Anrührend, anschaulich, dramatisch
C.H. Beck, 2011, 513 Seiten
Die Geschichte:
Wie weit geht der Mensch, geht eine Gemeinschaft, um an Geld zu kommen? Friedrich Dürrenmatt gab 1956 in seinem Theaterstück „Der Besuch der alten Dame“ eine klare Antwort. Die Dorfgemeinschaft bringt den früheren Schänder der zu Geld gekommenen Klara um.
Der indische Autor Aravind Adiga erzählt, basierend auf einer realen Begebenheit aus Mumbai, die indische Variante: Ein Immobilienhai will ein altes Haus abreißen. Er bietet den Bewohnern viel Geld, damit sie ausziehen. Alle willigen ein, nur einer nicht: ein alter Lehrer, der damit die Wut der anderen auf sich zieht.
Stück um Stück zerbrechen die alten Freundschaften der Bewohner des Wohnblocks, wird der an seinen Erinnerungen hängende Lehrer isoliert und lächerlich gemacht. Der bis dahin seit Jahrzehnten funktionierende Mikrokosmos aus ganz unterschiedlichen Bewohnern mit all ihren Schwächen und Macken zerfällt. Endlich scheint es eine Chance zu geben, die eigenen Wünsche und Sehnsüchte zu verwirklichen. Schließlich kämpft jeder Bewohner um das Geld für sich und seine Angehörigen – und gegen den Lehrer.
Bewertung:
Der Leser folgt dieser sehr bildhaften Beschreibung einer indischen Hausgemeinschaft mit dem bezeichnenden Namen Confidence (Vertrauen) und den Winkelzügen des Immobilienhais und seiner Handlanger mit einer Mischung aus Vergnügen, Bangen und wechselnden Sympathien. Denn Adiga vermeidet jedes Gut-Böse-Schema. Jeder der Handelnden in dieser Geschichte hat nachvollziehbare Gründe für das, was er will und tut - oder lässt. Bis hin zum verstörenden Ende.

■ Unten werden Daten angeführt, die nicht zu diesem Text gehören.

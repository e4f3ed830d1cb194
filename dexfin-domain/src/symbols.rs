//! Instrument catalog entries and their trading rules.

use rust_decimal::{Decimal, RoundingStrategy};
use serde::{Deserialize, Serialize};

use crate::{DomainError, TradingPair};

/// One tradable instrument as known to the connector.
///
/// Built from a catalog fetch and replaced wholesale on refresh; never mutated
/// in place.
#[derive(Debug, Clone, PartialEq, Eq, Serialize, Deserialize)]
pub struct SymbolEntry {
    /// Engine-side identifier (`BTC-USDT`)
    pub internal_pair: TradingPair,
    /// Wire identifier (`btcusdt`)
    pub exchange_symbol: String,
    /// Minimum accepted price
    pub min_price: Decimal,
    /// Minimum order amount (base asset)
    pub min_amount: Decimal,
    /// Decimal places allowed in prices
    pub price_precision: u32,
    /// Decimal places allowed in amounts
    pub amount_precision: u32,
    /// Whether the market currently accepts orders
    pub enabled: bool,
}

impl SymbolEntry {
    /// Smallest price step, `10^-price_precision`.
    pub fn price_increment(&self) -> Decimal {
        Decimal::new(1, self.price_precision)
    }

    /// Smallest amount step, `10^-amount_precision`.
    pub fn amount_increment(&self) -> Decimal {
        Decimal::new(1, self.amount_precision)
    }

    /// Round a price down to the allowed precision.
    pub fn quantize_price(&self, price: Decimal) -> Decimal {
        price.round_dp_with_strategy(self.price_precision, RoundingStrategy::ToZero)
    }

    /// Round an amount down to the allowed precision.
    pub fn quantize_amount(&self, amount: Decimal) -> Decimal {
        amount.round_dp_with_strategy(self.amount_precision, RoundingStrategy::ToZero)
    }

    /// Check a (quantized) order against the instrument's minimums.
    ///
    /// # Errors
    /// `DomainError::TradingRuleViolation` if the market is disabled, the amount
    /// is below `min_amount`, or the price is below `min_price`.
    pub fn validate_order(&self, amount: Decimal, price: Option<Decimal>) -> Result<(), DomainError> {
        if !self.enabled {
            return Err(DomainError::TradingRuleViolation(format!(
                "{} is not enabled for trading",
                self.internal_pair
            )));
        }
        if amount < self.min_amount || amount.is_zero() {
            return Err(DomainError::TradingRuleViolation(format!(
                "amount {} below minimum {} for {}",
                amount, self.min_amount, self.internal_pair
            )));
        }
        if let Some(price) = price {
            if price < self.min_price || price.is_zero() {
                return Err(DomainError::TradingRuleViolation(format!(
                    "price {} below minimum {} for {}",
                    price, self.min_price, self.internal_pair
                )));
            }
        }
        Ok(())
    }
}

#[cfg(test)]
mod tests {
    use super::*;
    use rust_decimal_macros::dec;

    fn entry() -> SymbolEntry {
        SymbolEntry {
            internal_pair: TradingPair::new("DXF", "USDT").unwrap(),
            exchange_symbol: "dxfusdt".to_string(),
            min_price: dec!(0.001),
            min_amount: dec!(10.0),
            price_precision: 6,
            amount_precision: 3,
            enabled: true,
        }
    }

    #[test]
    fn test_increments_follow_precision() {
        let e = entry();

        assert_eq!(e.price_increment(), dec!(0.000001));
        assert_eq!(e.amount_increment(), dec!(0.001));
    }

    #[test]
    fn test_quantize_rounds_down() {
        let e = entry();

        assert_eq!(e.quantize_price(dec!(0.01828999)), dec!(0.018289));
        assert_eq!(e.quantize_amount(dec!(12.34567)), dec!(12.345));
    }

    #[test]
    fn test_validate_order_minimums() {
        let e = entry();

        assert!(e.validate_order(dec!(10), Some(dec!(0.02))).is_ok());
        assert!(e.validate_order(dec!(9.999), Some(dec!(0.02))).is_err());
        assert!(e.validate_order(dec!(10), Some(dec!(0.0001))).is_err());
        assert!(e.validate_order(dec!(10), None).is_ok());
    }

    #[test]
    fn test_disabled_market_rejects_orders() {
        let mut e = entry();
        e.enabled = false;

        assert!(matches!(
            e.validate_order(dec!(100), None),
            Err(DomainError::TradingRuleViolation(_))
        ));
    }
}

Mitunter verwirren allerdings die vielen ähnlich klingenden Namen. Auch werden die Marotten der Bewohner an manchen Stellen zu sehr ausgebreitet. 100 Seiten weniger hätten dem Buch gut getan. In jedem Fall fehlt der Sog, die Rasanz und auch die stückweise Bösartigkeit des ersten Buches von Aravind Adiga, dem „Weißen Tiger“.
Wir geben daher – bei 1 bis 5 (Bestnote) möglichen - 2,9 Punkte.